(Source records)
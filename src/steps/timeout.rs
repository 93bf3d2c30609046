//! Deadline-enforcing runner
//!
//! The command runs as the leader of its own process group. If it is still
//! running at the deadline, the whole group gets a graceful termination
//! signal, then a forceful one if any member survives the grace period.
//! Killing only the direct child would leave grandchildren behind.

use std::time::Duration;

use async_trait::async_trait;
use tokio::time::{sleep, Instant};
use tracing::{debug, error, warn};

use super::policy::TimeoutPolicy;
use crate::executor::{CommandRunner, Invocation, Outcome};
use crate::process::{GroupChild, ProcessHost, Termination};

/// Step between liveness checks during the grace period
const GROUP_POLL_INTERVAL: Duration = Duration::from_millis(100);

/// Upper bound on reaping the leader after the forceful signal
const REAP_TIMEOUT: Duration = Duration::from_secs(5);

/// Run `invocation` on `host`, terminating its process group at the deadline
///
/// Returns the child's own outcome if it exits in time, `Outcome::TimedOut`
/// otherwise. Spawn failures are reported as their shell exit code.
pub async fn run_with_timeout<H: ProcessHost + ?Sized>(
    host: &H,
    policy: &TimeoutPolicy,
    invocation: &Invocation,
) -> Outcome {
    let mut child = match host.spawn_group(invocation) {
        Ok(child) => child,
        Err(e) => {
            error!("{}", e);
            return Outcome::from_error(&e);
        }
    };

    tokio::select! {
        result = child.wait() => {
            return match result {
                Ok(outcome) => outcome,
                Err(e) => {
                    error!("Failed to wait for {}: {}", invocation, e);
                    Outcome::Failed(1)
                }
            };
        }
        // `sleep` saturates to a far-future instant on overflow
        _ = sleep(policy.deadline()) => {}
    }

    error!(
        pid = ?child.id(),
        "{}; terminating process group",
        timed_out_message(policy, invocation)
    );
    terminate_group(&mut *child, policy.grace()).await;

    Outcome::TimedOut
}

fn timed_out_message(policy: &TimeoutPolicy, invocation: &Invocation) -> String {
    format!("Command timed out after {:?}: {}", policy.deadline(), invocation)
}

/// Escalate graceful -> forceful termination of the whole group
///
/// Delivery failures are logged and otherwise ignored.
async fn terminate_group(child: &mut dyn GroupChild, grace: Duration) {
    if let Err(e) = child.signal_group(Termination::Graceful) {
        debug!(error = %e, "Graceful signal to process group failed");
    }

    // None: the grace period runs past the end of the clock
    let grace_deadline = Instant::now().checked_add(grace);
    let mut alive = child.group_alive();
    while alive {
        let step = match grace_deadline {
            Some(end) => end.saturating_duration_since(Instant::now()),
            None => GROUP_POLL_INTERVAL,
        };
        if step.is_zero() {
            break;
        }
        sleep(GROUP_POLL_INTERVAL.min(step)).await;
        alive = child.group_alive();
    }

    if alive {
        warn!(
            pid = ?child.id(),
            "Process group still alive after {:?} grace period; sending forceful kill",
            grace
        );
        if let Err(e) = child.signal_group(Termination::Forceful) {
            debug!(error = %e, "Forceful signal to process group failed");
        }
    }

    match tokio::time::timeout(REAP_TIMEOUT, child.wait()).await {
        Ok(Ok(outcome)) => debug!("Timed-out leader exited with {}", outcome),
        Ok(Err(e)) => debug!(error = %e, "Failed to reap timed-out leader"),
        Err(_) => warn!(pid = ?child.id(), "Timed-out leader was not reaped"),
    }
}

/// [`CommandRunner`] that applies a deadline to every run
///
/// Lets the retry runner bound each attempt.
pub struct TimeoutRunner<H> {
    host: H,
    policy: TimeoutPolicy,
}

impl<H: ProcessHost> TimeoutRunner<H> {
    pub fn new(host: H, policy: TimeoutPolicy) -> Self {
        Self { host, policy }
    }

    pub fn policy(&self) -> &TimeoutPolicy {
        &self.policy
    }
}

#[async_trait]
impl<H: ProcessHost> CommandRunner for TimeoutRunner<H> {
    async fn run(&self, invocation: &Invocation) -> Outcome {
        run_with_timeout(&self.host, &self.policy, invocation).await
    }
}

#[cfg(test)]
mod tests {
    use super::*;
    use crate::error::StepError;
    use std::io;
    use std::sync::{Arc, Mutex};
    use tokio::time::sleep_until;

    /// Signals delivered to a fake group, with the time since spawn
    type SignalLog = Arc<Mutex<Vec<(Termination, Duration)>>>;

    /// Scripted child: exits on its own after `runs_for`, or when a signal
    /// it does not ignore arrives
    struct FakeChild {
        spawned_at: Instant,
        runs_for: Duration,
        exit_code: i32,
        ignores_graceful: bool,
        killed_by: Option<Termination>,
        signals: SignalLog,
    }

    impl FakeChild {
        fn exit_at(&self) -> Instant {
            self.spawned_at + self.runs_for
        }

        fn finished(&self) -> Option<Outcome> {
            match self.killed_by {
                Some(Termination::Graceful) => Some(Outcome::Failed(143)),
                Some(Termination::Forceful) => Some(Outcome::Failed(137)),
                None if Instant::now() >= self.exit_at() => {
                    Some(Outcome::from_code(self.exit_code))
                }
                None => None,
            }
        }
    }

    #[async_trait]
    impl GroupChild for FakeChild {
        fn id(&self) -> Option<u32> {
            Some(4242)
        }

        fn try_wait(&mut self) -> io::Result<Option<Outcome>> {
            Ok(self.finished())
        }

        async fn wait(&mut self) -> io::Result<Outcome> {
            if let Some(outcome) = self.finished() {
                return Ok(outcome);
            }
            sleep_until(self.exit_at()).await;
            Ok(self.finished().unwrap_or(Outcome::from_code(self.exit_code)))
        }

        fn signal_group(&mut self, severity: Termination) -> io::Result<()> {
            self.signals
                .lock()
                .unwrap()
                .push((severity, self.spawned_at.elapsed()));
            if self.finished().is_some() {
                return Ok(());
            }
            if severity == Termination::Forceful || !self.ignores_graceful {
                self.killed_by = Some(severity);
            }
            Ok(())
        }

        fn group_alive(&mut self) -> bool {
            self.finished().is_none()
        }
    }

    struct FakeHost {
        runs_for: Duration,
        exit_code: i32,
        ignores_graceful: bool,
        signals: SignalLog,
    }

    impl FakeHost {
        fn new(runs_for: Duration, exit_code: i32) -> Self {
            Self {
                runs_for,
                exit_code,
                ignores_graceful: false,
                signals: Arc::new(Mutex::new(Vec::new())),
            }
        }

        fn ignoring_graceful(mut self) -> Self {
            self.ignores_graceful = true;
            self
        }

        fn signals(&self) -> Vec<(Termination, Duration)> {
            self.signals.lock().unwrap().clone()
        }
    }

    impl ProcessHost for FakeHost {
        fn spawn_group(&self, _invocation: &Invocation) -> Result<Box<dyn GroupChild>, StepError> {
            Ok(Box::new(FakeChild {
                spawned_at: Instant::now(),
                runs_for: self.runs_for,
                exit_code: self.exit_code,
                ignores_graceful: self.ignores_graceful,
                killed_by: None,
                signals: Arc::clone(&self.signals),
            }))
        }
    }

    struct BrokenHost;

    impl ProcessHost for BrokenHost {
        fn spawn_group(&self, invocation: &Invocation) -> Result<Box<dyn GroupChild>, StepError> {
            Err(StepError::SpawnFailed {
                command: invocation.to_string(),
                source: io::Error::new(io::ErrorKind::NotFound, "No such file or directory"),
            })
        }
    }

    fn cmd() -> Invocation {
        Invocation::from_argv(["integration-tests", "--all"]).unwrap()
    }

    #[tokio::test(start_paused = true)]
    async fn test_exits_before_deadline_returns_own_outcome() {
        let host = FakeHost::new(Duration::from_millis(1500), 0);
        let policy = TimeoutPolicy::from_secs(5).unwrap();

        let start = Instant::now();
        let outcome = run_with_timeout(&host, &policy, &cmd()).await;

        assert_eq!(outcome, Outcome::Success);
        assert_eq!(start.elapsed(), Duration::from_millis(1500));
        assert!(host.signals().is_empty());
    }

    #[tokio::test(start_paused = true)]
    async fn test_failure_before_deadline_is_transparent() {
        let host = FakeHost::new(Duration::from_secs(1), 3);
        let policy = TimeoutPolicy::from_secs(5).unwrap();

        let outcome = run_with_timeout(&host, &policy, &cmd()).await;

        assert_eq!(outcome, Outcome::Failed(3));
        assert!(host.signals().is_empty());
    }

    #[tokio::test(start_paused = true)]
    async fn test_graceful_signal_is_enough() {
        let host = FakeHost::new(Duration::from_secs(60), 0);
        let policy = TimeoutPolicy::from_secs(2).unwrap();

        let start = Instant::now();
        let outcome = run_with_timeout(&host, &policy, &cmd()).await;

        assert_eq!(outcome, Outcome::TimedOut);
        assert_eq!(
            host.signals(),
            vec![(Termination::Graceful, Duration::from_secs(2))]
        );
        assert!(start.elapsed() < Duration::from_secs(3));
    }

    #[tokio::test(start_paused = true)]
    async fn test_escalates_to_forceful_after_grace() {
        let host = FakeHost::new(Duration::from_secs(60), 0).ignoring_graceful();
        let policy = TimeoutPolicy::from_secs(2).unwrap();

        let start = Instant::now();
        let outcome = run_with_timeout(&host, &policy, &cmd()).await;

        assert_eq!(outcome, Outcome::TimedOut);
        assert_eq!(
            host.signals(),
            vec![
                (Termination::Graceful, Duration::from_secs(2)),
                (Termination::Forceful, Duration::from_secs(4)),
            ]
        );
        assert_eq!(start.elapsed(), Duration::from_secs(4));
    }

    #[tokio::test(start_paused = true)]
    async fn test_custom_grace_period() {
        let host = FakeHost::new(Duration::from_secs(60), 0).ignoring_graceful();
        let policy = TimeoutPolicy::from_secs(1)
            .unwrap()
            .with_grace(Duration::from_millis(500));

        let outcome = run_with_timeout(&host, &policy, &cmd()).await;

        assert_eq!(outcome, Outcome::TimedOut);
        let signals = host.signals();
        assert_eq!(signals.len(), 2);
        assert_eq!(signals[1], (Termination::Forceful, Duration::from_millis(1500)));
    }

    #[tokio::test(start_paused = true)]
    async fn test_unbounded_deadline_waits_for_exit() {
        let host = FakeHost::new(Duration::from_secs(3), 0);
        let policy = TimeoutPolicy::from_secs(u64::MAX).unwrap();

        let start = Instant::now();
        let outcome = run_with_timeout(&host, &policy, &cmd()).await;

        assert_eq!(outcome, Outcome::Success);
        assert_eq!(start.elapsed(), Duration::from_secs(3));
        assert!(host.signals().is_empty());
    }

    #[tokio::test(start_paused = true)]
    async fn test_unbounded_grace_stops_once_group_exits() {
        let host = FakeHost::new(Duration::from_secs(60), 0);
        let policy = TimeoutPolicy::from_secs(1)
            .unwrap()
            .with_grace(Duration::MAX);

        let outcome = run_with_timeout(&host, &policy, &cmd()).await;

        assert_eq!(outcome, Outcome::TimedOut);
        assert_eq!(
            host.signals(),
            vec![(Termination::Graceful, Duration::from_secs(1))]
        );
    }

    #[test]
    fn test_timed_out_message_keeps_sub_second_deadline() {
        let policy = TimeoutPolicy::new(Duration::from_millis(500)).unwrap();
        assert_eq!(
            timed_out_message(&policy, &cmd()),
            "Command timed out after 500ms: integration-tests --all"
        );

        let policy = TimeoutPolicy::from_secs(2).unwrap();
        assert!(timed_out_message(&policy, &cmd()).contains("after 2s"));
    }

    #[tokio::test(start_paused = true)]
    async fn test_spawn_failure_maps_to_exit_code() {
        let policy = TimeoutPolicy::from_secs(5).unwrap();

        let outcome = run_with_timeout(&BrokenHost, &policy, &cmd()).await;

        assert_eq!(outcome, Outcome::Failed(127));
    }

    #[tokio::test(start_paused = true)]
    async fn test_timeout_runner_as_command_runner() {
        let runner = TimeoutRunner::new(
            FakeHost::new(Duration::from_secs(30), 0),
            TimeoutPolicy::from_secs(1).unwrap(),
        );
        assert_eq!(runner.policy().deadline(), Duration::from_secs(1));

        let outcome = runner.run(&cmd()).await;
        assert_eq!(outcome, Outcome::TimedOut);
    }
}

* * *

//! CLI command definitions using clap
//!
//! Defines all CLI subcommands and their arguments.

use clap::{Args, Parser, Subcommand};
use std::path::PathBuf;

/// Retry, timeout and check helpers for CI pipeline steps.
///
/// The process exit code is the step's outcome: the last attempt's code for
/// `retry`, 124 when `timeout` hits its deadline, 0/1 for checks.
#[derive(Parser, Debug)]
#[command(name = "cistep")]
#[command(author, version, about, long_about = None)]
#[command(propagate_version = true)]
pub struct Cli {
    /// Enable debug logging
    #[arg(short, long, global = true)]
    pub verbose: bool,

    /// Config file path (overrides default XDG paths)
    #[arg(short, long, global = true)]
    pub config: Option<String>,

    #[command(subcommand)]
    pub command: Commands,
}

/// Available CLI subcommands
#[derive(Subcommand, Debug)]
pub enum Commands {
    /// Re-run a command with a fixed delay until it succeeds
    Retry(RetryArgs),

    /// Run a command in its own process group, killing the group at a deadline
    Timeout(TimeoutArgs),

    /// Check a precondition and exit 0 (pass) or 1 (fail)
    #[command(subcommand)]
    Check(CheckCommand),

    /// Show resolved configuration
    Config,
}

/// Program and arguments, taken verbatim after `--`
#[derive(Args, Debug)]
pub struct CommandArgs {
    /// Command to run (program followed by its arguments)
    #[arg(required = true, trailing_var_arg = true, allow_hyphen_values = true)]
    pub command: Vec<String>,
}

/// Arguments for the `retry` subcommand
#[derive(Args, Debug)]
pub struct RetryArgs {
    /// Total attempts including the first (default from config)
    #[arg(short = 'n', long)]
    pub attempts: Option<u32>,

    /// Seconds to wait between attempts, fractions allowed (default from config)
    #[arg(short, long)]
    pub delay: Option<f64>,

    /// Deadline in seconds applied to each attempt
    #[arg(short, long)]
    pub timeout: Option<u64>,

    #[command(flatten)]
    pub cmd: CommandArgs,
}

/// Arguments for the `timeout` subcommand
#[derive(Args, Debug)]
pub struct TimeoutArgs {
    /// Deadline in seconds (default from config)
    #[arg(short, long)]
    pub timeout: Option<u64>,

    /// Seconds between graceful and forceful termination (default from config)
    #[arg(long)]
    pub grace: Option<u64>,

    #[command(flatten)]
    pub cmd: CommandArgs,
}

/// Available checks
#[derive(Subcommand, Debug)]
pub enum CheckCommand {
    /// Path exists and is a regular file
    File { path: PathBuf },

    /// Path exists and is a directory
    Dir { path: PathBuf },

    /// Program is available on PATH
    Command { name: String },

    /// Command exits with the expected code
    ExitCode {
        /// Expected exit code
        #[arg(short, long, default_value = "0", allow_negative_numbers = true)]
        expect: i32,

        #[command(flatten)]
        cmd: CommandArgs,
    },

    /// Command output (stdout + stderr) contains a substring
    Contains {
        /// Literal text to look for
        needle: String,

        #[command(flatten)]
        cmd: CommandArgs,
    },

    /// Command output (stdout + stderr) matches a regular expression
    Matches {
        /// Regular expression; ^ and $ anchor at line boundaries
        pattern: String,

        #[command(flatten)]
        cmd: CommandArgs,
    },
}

**EXERCISE INSTRUCTIONS:** Determine how many lines in the entries above contain the word "when", and respond with the number alone.

**ANSWER TO THE EXERCISE:** 2